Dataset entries

┄┄┄┄┄┄┄┄┄┄┄┄┄┄┄┄┄┄┄┄

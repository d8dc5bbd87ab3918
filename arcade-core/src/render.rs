// Copyright 2025 John Brosnihan
//
// Licensed under the Apache License, Version 2.0 (the "License");
// you may not use this file except in compliance with the License.
// You may obtain a copy of the License at
//
//     http://www.apache.org/licenses/LICENSE-2.0
//
// Unless required by applicable law or agreed to in writing, software
// distributed under the License is distributed on an "AS IS" BASIS,
// WITHOUT WARRANTIES OR CONDITIONS OF ANY KIND, either express or implied.
// See the License for the specific language governing permissions and
// limitations under the License.
//! Read-only render snapshots
//!
//! The simulation never draws. Once per rendered frame it can build a
//! [`RenderFrame`] describing every visible entity (positions blended by the
//! scheduler's interpolation factor), live particles and pooled projectiles,
//! and hand it to a [`RenderSink`].

use crate::ecs::components::Payload;
use crate::ecs::{Bounds, EntityId, EntityRegistry, EntityType};
use crate::error::CollaboratorError;
use crate::pool::{ParticlePool, ProjectilePool};
use glam::Vec2;

/// Type-specific drawing hints
#[derive(Debug, Clone, PartialEq, Default)]
pub enum VisualState {
    /// Nothing beyond bounds
    #[default]
    Plain,
    /// Something with a health bar
    Actor {
        /// Health in [0, 1]
        health: f32,
        /// Currently invulnerable (draw blinking)
        flashing: bool,
    },
    /// A shot; `fade` runs from 1 at launch to 0 at expiry
    Projectile {
        /// Remaining lifetime fraction
        fade: f32,
    },
    /// Labelled geometry
    Obstacle {
        /// Visual variant
        style: String,
        /// Caption
        label: String,
    },
    /// Goal region
    Objective {
        /// Already reached
        reached: bool,
    },
}

impl VisualState {
    /// Derive drawing hints from a payload
    pub fn from_payload(payload: &Payload) -> Self {
        match payload {
            Payload::None => VisualState::Plain,
            Payload::Actor(v) => VisualState::Actor {
                health: v.fraction(),
                flashing: v.invulnerable_for > 0.0,
            },
            Payload::Projectile(p) => VisualState::Projectile {
                fade: if p.max_lifetime > 0.0 {
                    (p.lifetime / p.max_lifetime).clamp(0.0, 1.0)
                } else {
                    0.0
                },
            },
            Payload::Obstacle(o) => VisualState::Obstacle {
                style: o.style.clone(),
                label: o.label.clone(),
            },
            Payload::Objective(o) => VisualState::Objective { reached: o.reached },
        }
    }
}

/// One visible entity
#[derive(Debug, Clone, PartialEq)]
pub struct RenderItem {
    /// Source entity
    pub id: EntityId,
    /// Type tag, for sprite lookup
    pub entity_type: EntityType,
    /// Position blended between `prev_pos` and `current_pos`
    pub pos: Vec2,
    /// Position at the start of the last tick
    pub prev_pos: Vec2,
    /// Position at the end of the last tick
    pub current_pos: Vec2,
    /// Width and height
    pub size: Vec2,
    /// Bounds at `current_pos`
    pub bounds: Bounds,
    /// Draw order
    pub depth: i32,
    /// Type-specific hints
    pub visual: VisualState,
}

/// One live particle
#[derive(Debug, Clone, Copy, PartialEq)]
pub struct ParticleSprite {
    /// Position
    pub pos: Vec2,
    /// Edge length
    pub size: f32,
    /// Packed 0xRRGGBB colour
    pub color: u32,
    /// Opacity
    pub alpha: f32,
}

/// Everything a renderer needs for one frame
#[derive(Debug, Clone, PartialEq, Default)]
pub struct RenderFrame {
    /// Interpolation factor in [0, 1)
    pub interpolation: f32,
    /// Visible entities, ascending depth
    pub items: Vec<RenderItem>,
    /// Live particles
    pub particles: Vec<ParticleSprite>,
    /// Bounds of live pooled projectiles
    pub projectiles: Vec<Bounds>,
}

impl RenderFrame {
    /// Snapshot the registry and pools
    pub fn build(
        registry: &EntityRegistry,
        particles: &ParticlePool,
        projectiles: &ProjectilePool,
        interpolation: f32,
    ) -> Self {
        let mut items: Vec<RenderItem> = registry
            .iter()
            .filter(|e| e.is_visible && !e.is_dead)
            .map(|e| RenderItem {
                id: e.id(),
                entity_type: e.entity_type.clone(),
                pos: e.interpolated(interpolation),
                prev_pos: e.prev_pos,
                current_pos: e.pos,
                size: e.size,
                bounds: e.bounds(),
                depth: e.depth,
                visual: registry.visual_state(e),
            })
            .collect();
        items.sort_by_key(|item| item.depth);

        RenderFrame {
            interpolation,
            items,
            particles: particles
                .iter()
                .map(|p| ParticleSprite {
                    pos: p.pos,
                    size: p.size,
                    color: p.color,
                    alpha: p.alpha,
                })
                .collect(),
            projectiles: projectiles.iter().map(|p| p.bounds()).collect(),
        }
    }
}

/// Rendering collaborator
pub trait RenderSink {
    /// Draw a frame; failures are reported, never retried
    fn submit(&mut self, frame: &RenderFrame) -> Result<(), CollaboratorError>;
}

/// Hand a frame to an optional sink, logging failures
///
/// Returns whether the frame was accepted.
pub fn present(frame: &RenderFrame, sink: Option<&mut (dyn RenderSink + '_)>) -> bool {
    let Some(sink) = sink else {
        return false;
    };
    match sink.submit(frame) {
        Ok(()) => true,
        Err(e) => {
            log::warn!("dropping render frame: {}", e);
            false
        }
    }
}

┄┄┄┄┄┄┄┄┄┄┄┄┄┄┄┄┄┄┄┄

● **Problem details**: Report how many lines of the records hold the word "collect", and supply no other text.

● **Expected output**: 3